Modifying the end-capping groups in nonfullerene acceptors
(NFAs)
is an effective strategy for modulating their properties and that
of the entire NFAs. This study reports the synthesis of a novel γ-ester-functionalized
IC end-capping group (IC-γe) and its incorporation into the
benzothiadiazole-fused central core, yielding isomer-free IC-γe
end-capped NFAs, such as Y-IC-γe, Y-FIC-γe, and Y-ClIC-γe.

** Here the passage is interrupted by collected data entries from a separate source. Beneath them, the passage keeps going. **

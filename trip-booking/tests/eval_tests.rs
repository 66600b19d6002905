mod common;

use common::{FLIGHT_ONLY, capture, travel_model};
use serde_json::json;
use trip_booking::{FLIGHT_AGENT, PipelineCaseRunner, PipelineConfig};
use trip_eval::{Comparer, SpanExpectation, TestCase, TraceValidator};
use trip_telemetry::{Entity, SpanKind, TraceCollector};

fn cases(file: &str) -> Vec<TestCase> {
    let path = format!("{}/tests/cases/{}", env!("CARGO_MANIFEST_DIR"), file);
    TestCase::load_all(path).unwrap()
}

fn runner(collector: &TraceCollector) -> PipelineCaseRunner {
    PipelineCaseRunner::new(PipelineConfig::default(), travel_model(), collector.clone())
}

#[tokio::test]
async fn test_flight_and_hotel_cases_pass() {
    let collector = TraceCollector::new();
    let _guard = tracing::subscriber::set_default(capture(&collector));

    let cases = cases("flight_and_hotel.json");
    assert_eq!(cases.len(), 4);

    let report = TraceValidator::new().run_all(&cases, &runner(&collector)).await.unwrap();
    assert!(report.all_passed(), "{}", report.format_summary());
    assert_eq!(report.summary.total, 4);
    assert_eq!(report.results[0].scores["test_output"], 1.0);
    let paraphrase = report.results[1].scores["test_output"];
    assert!((0.5..1.0).contains(&paraphrase), "paraphrase scored {}", paraphrase);
    assert!(report.results[3].scores["agentic.turn.bert_score.f1"] >= 0.5);
}

#[tokio::test]
async fn test_mock_tool_case_passes() {
    let collector = TraceCollector::new();
    let _guard = tracing::subscriber::set_default(capture(&collector));

    let cases = cases("mock_tools.json");
    let report = TraceValidator::new().run_all(&cases, &runner(&collector)).await.unwrap();
    assert!(report.all_passed(), "{}", report.format_summary());
}

#[tokio::test]
async fn test_cases_only_see_their_own_spans() {
    let collector = TraceCollector::new();
    let _guard = tracing::subscriber::set_default(capture(&collector));
    let runner = runner(&collector);

    let hotel =
        SpanExpectation::new(SpanKind::ToolInvocation).with_entity(Entity::tool("book_hotel"));
    let with_hotel = TestCase::new(common::FLIGHT_AND_HOTEL).with_span(hotel.clone());
    let without_hotel = TestCase::new(FLIGHT_ONLY).with_span(hotel);

    let cases = [with_hotel, without_hotel];
    let report = TraceValidator::new().run_all(&cases, &runner).await.unwrap();
    assert!(report.results[0].passed);
    assert!(!report.results[1].passed);
    assert_eq!(report.results[1].failures[0].check, "agentic.tool.invocation [book_hotel]");
    assert_eq!(report.summary.failed, 1);
}

#[tokio::test]
async fn test_wrong_expected_output_fails_with_score() {
    let collector = TraceCollector::new();
    let _guard = tracing::subscriber::set_default(capture(&collector));

    let case = TestCase::new(FLIGHT_ONLY)
        .with_output("Hotel reserved in Paris", Comparer::Exact)
        .with_span(
            SpanExpectation::new(SpanKind::AgentInvocation)
                .with_entity(Entity::agent(FLIGHT_AGENT))
                .with_output("Flight booked from San Francisco to Mumbai", Comparer::Contains)
                .without_errors(),
        );
    let result = TraceValidator::new().run(&case, &runner(&collector)).await.unwrap();

    assert!(!result.passed);
    assert_eq!(result.failures.len(), 1);
    assert_eq!(result.failures[0].check, "test_output");
    assert_eq!(result.scores["test_output"], 0.0);
}

#[tokio::test]
async fn test_unknown_mock_tool_is_rejected() {
    let collector = TraceCollector::new();
    let case = TestCase::new(FLIGHT_ONLY).with_mock_tool("book_car", json!({"status": "success"}));

    let err = TraceValidator::new().run(&case, &runner(&collector)).await.unwrap_err();
    assert!(err.to_string().contains("book_car"));
}

#[tokio::test]
async fn test_model_failure_is_a_run_failure() {
    let collector = TraceCollector::new();
    let _guard = tracing::subscriber::set_default(capture(&collector));
    let failing = std::sync::Arc::new(trip_model::MockLlm::from_fn("broken", |_| {
        Err(trip_core::TripError::Model("quota exhausted".into()))
    }));
    let runner = PipelineCaseRunner::new(PipelineConfig::default(), failing, collector.clone());

    let result = TraceValidator::new().run(&TestCase::new(FLIGHT_ONLY), &runner).await.unwrap();
    assert!(!result.passed);
    assert_eq!(result.failures[0].check, "run");
    assert!(result.failures[0].message.contains("quota exhausted"));

    let expected_failure = TestCase::new(FLIGHT_ONLY).with_span(SpanExpectation {
        expect_errors: Some(true),
        ..SpanExpectation::new(SpanKind::Turn)
    });
    let result = TraceValidator::new().run(&expected_failure, &runner).await.unwrap();
    assert!(result.passed, "{:?}", result.failures);
}
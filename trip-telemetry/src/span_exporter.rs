use crate::spans::{AGENT_INVOCATION_KIND, TOOL_INVOCATION_KIND, TURN_KIND};
use serde::{Deserialize, Serialize};
use std::collections::{BTreeMap, HashMap};
use std::sync::atomic::{AtomicU64, Ordering};
use std::sync::{Arc, RwLock};
use tracing::{Id, Subscriber, debug};
use tracing_subscriber::{Layer, layer::Context, registry::LookupSpan};

#[derive(Debug, Clone, Copy, PartialEq, Eq, Hash, Serialize, Deserialize)]
pub enum SpanKind {
    #[serde(rename = "agentic.turn")]
    Turn,
    #[serde(rename = "agentic.invocation")]
    AgentInvocation,
    #[serde(rename = "agentic.tool.invocation")]
    ToolInvocation,
}

impl SpanKind {
    pub fn parse(value: &str) -> Option<Self> {
        match value {
            TURN_KIND => Some(SpanKind::Turn),
            AGENT_INVOCATION_KIND => Some(SpanKind::AgentInvocation),
            TOOL_INVOCATION_KIND => Some(SpanKind::ToolInvocation),
            _ => None,
        }
    }

    pub fn as_str(&self) -> &'static str {
        match self {
            SpanKind::Turn => TURN_KIND,
            SpanKind::AgentInvocation => AGENT_INVOCATION_KIND,
            SpanKind::ToolInvocation => TOOL_INVOCATION_KIND,
        }
    }
}

#[derive(Debug, Clone, Copy, PartialEq, Eq, Hash, Serialize, Deserialize)]
#[serde(rename_all = "lowercase")]
pub enum EntityType {
    Agent,
    Tool,
}

/// Something a span is about: the agent that ran or the tool it called.
#[derive(Debug, Clone, PartialEq, Eq, Serialize, Deserialize)]
pub struct Entity {
    #[serde(rename = "type")]
    pub entity_type: EntityType,
    pub name: String,
}

impl Entity {
    pub fn agent(name: impl Into<String>) -> Self {
        Self { entity_type: EntityType::Agent, name: name.into() }
    }

    pub fn tool(name: impl Into<String>) -> Self {
        Self { entity_type: EntityType::Tool, name: name.into() }
    }
}

/// A finished agentic span
///
/// `seq` follows span creation order, so sorting by it reproduces the order
/// in which agents and tools started.
#[derive(Debug, Clone, PartialEq, Serialize, Deserialize)]
pub struct SpanRecord {
    pub seq: u64,
    pub parent: Option<u64>,
    pub kind: SpanKind,
    /// Tool first, then the agent, for tool spans. Just the agent otherwise.
    pub entities: Vec<Entity>,
    pub input: String,
    pub output: String,
    pub error: bool,
    pub duration_nanos: u64,
    pub attributes: BTreeMap<String, String>,
}

impl SpanRecord {
    pub fn agent_name(&self) -> Option<&str> {
        self.entity(EntityType::Agent)
    }

    pub fn tool_name(&self) -> Option<&str> {
        self.entity(EntityType::Tool)
    }

    fn entity(&self, entity_type: EntityType) -> Option<&str> {
        self.entities.iter().find(|e| e.entity_type == entity_type).map(|e| e.name.as_str())
    }
}

/// Shared store of finished agentic spans
#[derive(Debug, Clone, Default)]
pub struct TraceCollector {
    spans: Arc<RwLock<Vec<SpanRecord>>>,
}

impl TraceCollector {
    pub fn new() -> Self {
        Self::default()
    }

    /// All captured spans in creation order.
    pub fn spans(&self) -> Vec<SpanRecord> {
        let mut spans = match self.spans.read() {
            Ok(guard) => guard.clone(),
            Err(poisoned) => poisoned.into_inner().clone(),
        };
        spans.sort_by_key(|s| s.seq);
        spans
    }

    pub fn spans_of_kind(&self, kind: SpanKind) -> Vec<SpanRecord> {
        self.spans().into_iter().filter(|s| s.kind == kind).collect()
    }

    /// Spans belonging to the tree rooted at `root_seq`, root included.
    pub fn tree(&self, root_seq: u64) -> Vec<SpanRecord> {
        let spans = self.spans();
        let mut members = vec![root_seq];
        let mut tree = Vec::new();
        for span in spans {
            let in_tree =
                span.seq == root_seq || span.parent.is_some_and(|p| members.contains(&p));
            if in_tree {
                if span.seq != root_seq {
                    members.push(span.seq);
                }
                tree.push(span);
            }
        }
        tree
    }

    pub fn clear(&self) {
        match self.spans.write() {
            Ok(mut guard) => guard.clear(),
            Err(poisoned) => poisoned.into_inner().clear(),
        }
    }

    fn push(&self, record: SpanRecord) {
        debug!(seq = record.seq, kind = record.kind.as_str(), "TraceCollector: storing span");
        match self.spans.write() {
            Ok(mut guard) => guard.push(record),
            Err(poisoned) => poisoned.into_inner().push(record),
        }
    }
}

/// Tracing layer that records spans carrying a `span.kind` field into a [`TraceCollector`]
pub struct TraceLayer {
    collector: TraceCollector,
    next_seq: AtomicU64,
}

impl TraceLayer {
    pub fn new(collector: TraceCollector) -> Self {
        Self { collector, next_seq: AtomicU64::new(0) }
    }
}

struct SpanFields(HashMap<String, String>);

struct SpanMeta {
    seq: u64,
    parent: Option<u64>,
    kind: SpanKind,
    start_time: std::time::Instant,
}

impl<S> Layer<S> for TraceLayer
where
    S: Subscriber + for<'a> LookupSpan<'a>,
{
    fn on_new_span(&self, attrs: &tracing::span::Attributes<'_>, id: &Id, ctx: Context<'_, S>) {
        let Some(span) = ctx.span(id) else { return };

        let mut visitor = StringVisitor::default();
        attrs.record(&mut visitor);
        let Some(kind) = visitor.0.get("span.kind").and_then(|k| SpanKind::parse(k)) else {
            return;
        };

        // Nearest recorded ancestor; unrecorded spans in between are skipped.
        let parent = span
            .scope()
            .skip(1)
            .find_map(|ancestor| {
                let extensions = ancestor.extensions();
                extensions.get::<SpanMeta>().map(|m| m.seq)
            });

        let seq = self.next_seq.fetch_add(1, Ordering::SeqCst);
        let mut extensions = span.extensions_mut();
        extensions.insert(SpanMeta { seq, parent, kind, start_time: std::time::Instant::now() });
        extensions.insert(SpanFields(visitor.0));
    }

    fn on_record(&self, id: &Id, values: &tracing::span::Record<'_>, ctx: Context<'_, S>) {
        let Some(span) = ctx.span(id) else { return };
        let mut extensions = span.extensions_mut();
        if let Some(fields) = extensions.get_mut::<SpanFields>() {
            let mut visitor = StringVisitor::default();
            values.record(&mut visitor);
            fields.0.extend(visitor.0);
        }
    }

    fn on_close(&self, id: Id, ctx: Context<'_, S>) {
        let Some(span) = ctx.span(&id) else { return };
        let extensions = span.extensions();
        let Some(meta) = extensions.get::<SpanMeta>() else { return };
        let mut fields = extensions.get::<SpanFields>().map(|f| f.0.clone()).unwrap_or_default();

        let mut entities = Vec::new();
        if let Some(tool) = fields.remove("tool.name") {
            entities.push(Entity::tool(tool));
        }
        if let Some(agent) = fields.remove("agent.name") {
            entities.push(Entity::agent(agent));
        }

        let record = SpanRecord {
            seq: meta.seq,
            parent: meta.parent,
            kind: meta.kind,
            entities,
            input: fields.remove("input").unwrap_or_default(),
            output: fields.remove("output").unwrap_or_default(),
            error: fields.remove("error").is_some_and(|e| e == "true"),
            duration_nanos: meta.start_time.elapsed().as_nanos() as u64,
            attributes: fields.into_iter().filter(|(k, _)| k != "span.kind").collect(),
        };
        self.collector.push(record);
    }
}

#[derive(Default)]
struct StringVisitor(HashMap<String, String>);

impl tracing::field::Visit for StringVisitor {
    fn record_debug(&mut self, field: &tracing::field::Field, value: &dyn std::fmt::Debug) {
        self.0.insert(field.name().to_string(), format!("{:?}", value));
    }

    fn record_str(&mut self, field: &tracing::field::Field, value: &str) {
        self.0.insert(field.name().to_string(), value.to_string());
    }

    fn record_bool(&mut self, field: &tracing::field::Field, value: bool) {
        self.0.insert(field.name().to_string(), value.to_string());
    }

    fn record_i64(&mut self, field: &tracing::field::Field, value: i64) {
        self.0.insert(field.name().to_string(), value.to_string());
    }

    fn record_u64(&mut self, field: &tracing::field::Field, value: u64) {
        self.0.insert(field.name().to_string(), value.to_string());
    }
}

The resultant NFAs exhibited similar absorption profiles but upshifted
the lowest unoccupied molecular orbital energy level compared with
those of the ester-free analogues, such as Y6 and Y7. Without thermal
annealing, an excellent power conversion efficiency (PCE) of 16.4%
is realized in the annealing-free OSC based on Y-FIC-γe with
the PM6 donor polymer, which outperforms the OSCs based on Y-IC-γe
and Y-ClIC-γe. In addition, the OSCs based on asymmetric Y-FIC-γe
and Y-ClIC-γe have higher thermal stability with more than 83%
PCE retention at an elevated temperature after 456 h than the symmetric
Y-IC-γe case. In this study, we not only establish the structure–property
relationship regarding the ester functionality and symmetricity tuning
on the NFAs but also diagnose the reasons for the best-performing
Y-FIC-γe-based OSCs, providing useful information for a novel
high-performing NFA design strategy.